Мы закуриваем. Чупрахин угощает очередным случаем, который произошел с ним во время преследования противника.
— Вгорячах-то маленько вырвался вперед, — рассказывает Иван, — а останавливаться неохота, потому как злость не позволяет. Я, когда разозлюсь, могу самого себя поднять одной рукой. Да! Вот так возьму за воротник — и будьте любезны, Иван, повисите в пространстве. А впереди же немцы! Какой резон русскому солдату перед фрицами останавливаться. Жму на самой высшей скорости и слегка поругиваюсь. И вдруг впереди огневая точка затараторила. Пули так и поют над ухом. Эх, думаю, худо бы не вышло. И поблизости лейтенанта Замкова нет. Он бы со своими боженятами быстро усмирил фашиста. Осмотрелся на ходу: с бугорка сечет. Я немного в сторону. Заметил, змей! Прижал меня к земле, и нет никакой возможности подняться…
— А дальше? — воспользовавшись тем, что Чупрахин раскуривает погасшую папиросу, спрашивает Беленький. — И злость не помогла?
— Помогла! Моя злость на врагов без осечек. Сбросил с себя шинель, сбил ее попышнее и оставил на виду у фрица, а сам в сторонку да лощинкой ловчусь с тыла зайти. Подполз к нему и глазам не верю: обер-лейтенант лежит за пулеметом и мою шинель дырявит. Думаю: возьму живьем и заставлю штопать каждую дырочку. И в этот миг он поворотил ко мне голову: глазищи навыкат, брови на лоб, губы буквой «о» — испугался, значит. Руки вверх, говорю! Нет, не поднял, то ли от испуга, то ли офицерский гонор в нем заговорил… Самому придется штопать шинель. Но ничего, обер не последний! — восклицает Иван, обжигая окурком пальцы.
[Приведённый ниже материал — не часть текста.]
//! Run simulations for every input row of a CSV file
//!
//! Outputs one result row per input, in input order

use anyhow::{anyhow, Context, Result};
use clap::Parser;
use pension_simulator::assumptions::loader::assumptions_dir;
use pension_simulator::simulation::load_inputs;
use pension_simulator::{Assumptions, PensionEngine, SimulationInput, SimulationOutcome};
use rayon::prelude::*;
use serde::Serialize;
use std::fs::File;
use std::path::PathBuf;
use std::time::Instant;

#[derive(Parser, Debug)]
#[command(name = "run_batch", about = "Simulate pensions for a CSV of inputs")]
struct Cli {
    /// CSV with age, sex, gross_salary, work_start_year and optional columns
    input: PathBuf,

    #[arg(long, default_value = "batch_results.csv")]
    output: PathBuf,

    /// Directory holding rates.csv and demographics.csv
    #[arg(long)]
    assumptions: Option<PathBuf>,
}

/// One output row; estimate columns are empty when the input was rejected
#[derive(Debug, Serialize)]
struct BatchRow {
    row: usize,
    age: u32,
    sex: &'static str,
    gross_salary: f64,
    work_start_year: i32,
    retirement_year: Option<i32>,
    years_of_work: Option<i32>,
    accumulated_capital: Option<f64>,
    actual_amount: Option<f64>,
    real_amount: Option<f64>,
    replacement_rate: Option<f64>,
    error: Option<String>,
}

impl BatchRow {
    fn new(row: usize, input: &SimulationInput, outcome: &SimulationOutcome) -> Self {
        let estimate = outcome.estimate();
        Self {
            row,
            age: input.age,
            sex: input.sex.code(),
            gross_salary: input.gross_salary,
            work_start_year: input.work_start_year,
            retirement_year: estimate.map(|e| e.retirement_year),
            years_of_work: estimate.map(|e| e.years_of_work),
            accumulated_capital: estimate.map(|e| e.accumulated_capital),
            actual_amount: estimate.map(|e| e.actual_amount),
            real_amount: estimate.map(|e| e.real_amount),
            replacement_rate: estimate.map(|e| e.replacement_rate),
            error: outcome.error().map(|p| p.error.clone()),
        }
    }
}

fn main() -> Result<()> {
    env_logger::init();
    let cli = Cli::parse();

    let dir = assumptions_dir(cli.assumptions.as_deref());
    let assumptions = Assumptions::from_csv_path(&dir)
        .map_err(|e| anyhow!("failed to load assumptions from {}: {}", dir.display(), e))?;

    let start = Instant::now();
    println!("Loading inputs from {}...", cli.input.display());
    let inputs = load_inputs(&cli.input)
        .map_err(|e| anyhow!("failed to load inputs from {}: {}", cli.input.display(), e))?;
    println!("Loaded {} inputs in {:?}", inputs.len(), start.elapsed());

    println!("Running simulations...");
    let sim_start = Instant::now();
    let engine = PensionEngine::with_assumptions(assumptions);

    // One engine shared across the pool
    let outcomes: Vec<SimulationOutcome> = inputs
        .par_iter()
        .map(|input| SimulationOutcome::from(engine.compute(input)))
        .collect();

    println!("Simulations complete in {:?}", sim_start.elapsed());

    let file = File::create(&cli.output).with_context(|| format!("failed to create {}", cli.output.display()))?;
    let mut wtr = csv::Writer::from_writer(file);

    let mut failed = 0;
    for (idx, (input, outcome)) in inputs.iter().zip(&outcomes).enumerate() {
        if outcome.error().is_some() {
            failed += 1;
        }
        wtr.serialize(BatchRow::new(idx + 1, input, outcome))?;
    }
    wtr.flush()?;

    let pensions: Vec<f64> = outcomes
        .iter()
        .filter_map(|o| o.estimate().map(|e| e.actual_amount))
        .collect();

    println!("\nSummary:");
    println!("  Inputs:           {}", inputs.len());
    println!("  Rejected:         {}", failed);
    if !pensions.is_empty() {
        let mean = pensions.iter().sum::<f64>() / pensions.len() as f64;
        println!("  Average pension:  {:.2} PLN", mean);
    }
    println!("\nOutput written to {}", cli.output.display());
    println!("Total time: {:?}", start.elapsed());

    Ok(())
}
Приходит Кувалдин. Его вызывал к себе командир роты, Он молча подсаживается к нам, вытаскивает из-за голенища суконку, протирает автомат. Тщательно протерев оружие, говорит:
— Шапкина отозвали в штаб дивизии, новое назначение получает.
— Шагает здорово, в генералы попадет, — замечает Чупрахин.
Вспоминаю марш: если бы я тогда сказал, что стрелял по самолетам вовсе не Шапкин, наверное, по-другому все сложилось бы. Случай этот кажется настолько далеким и ничтожным, что неудобно и вспоминать о нем. Захар растет в бою. Интересно получается: до войны ходила худая слава о человеке, а вот столкнулся он с настоящими трудностями — стал другим.
— А кто же взводом будет командовать? — спрашивает Мухин.
— Приказали мне, — отвечает Кувалдин.
Чупрахин, заметив на прикладе автомата грязь, торопливо счищает ее. Мухин расправляет на груди лямку противогаза. Губы Егора вздрагивают в легкой улыбке: он заметил, как мы реагировали на его сообщение. Только один Беленький остается неподвижным. Не меняя позы, он вздыхает:
— Что-то из редакции не дают поручений. И в животе штормит — не разогнешься. Разрешите в санроту сбегать, — обращается он к Кувалдину.
— Иди, коли штормит, — отпускает Кувалдин, — только доложи политруку.
Кирилл, согнувшись, срывается с места и вскоре исчезает за поворотом траншеи.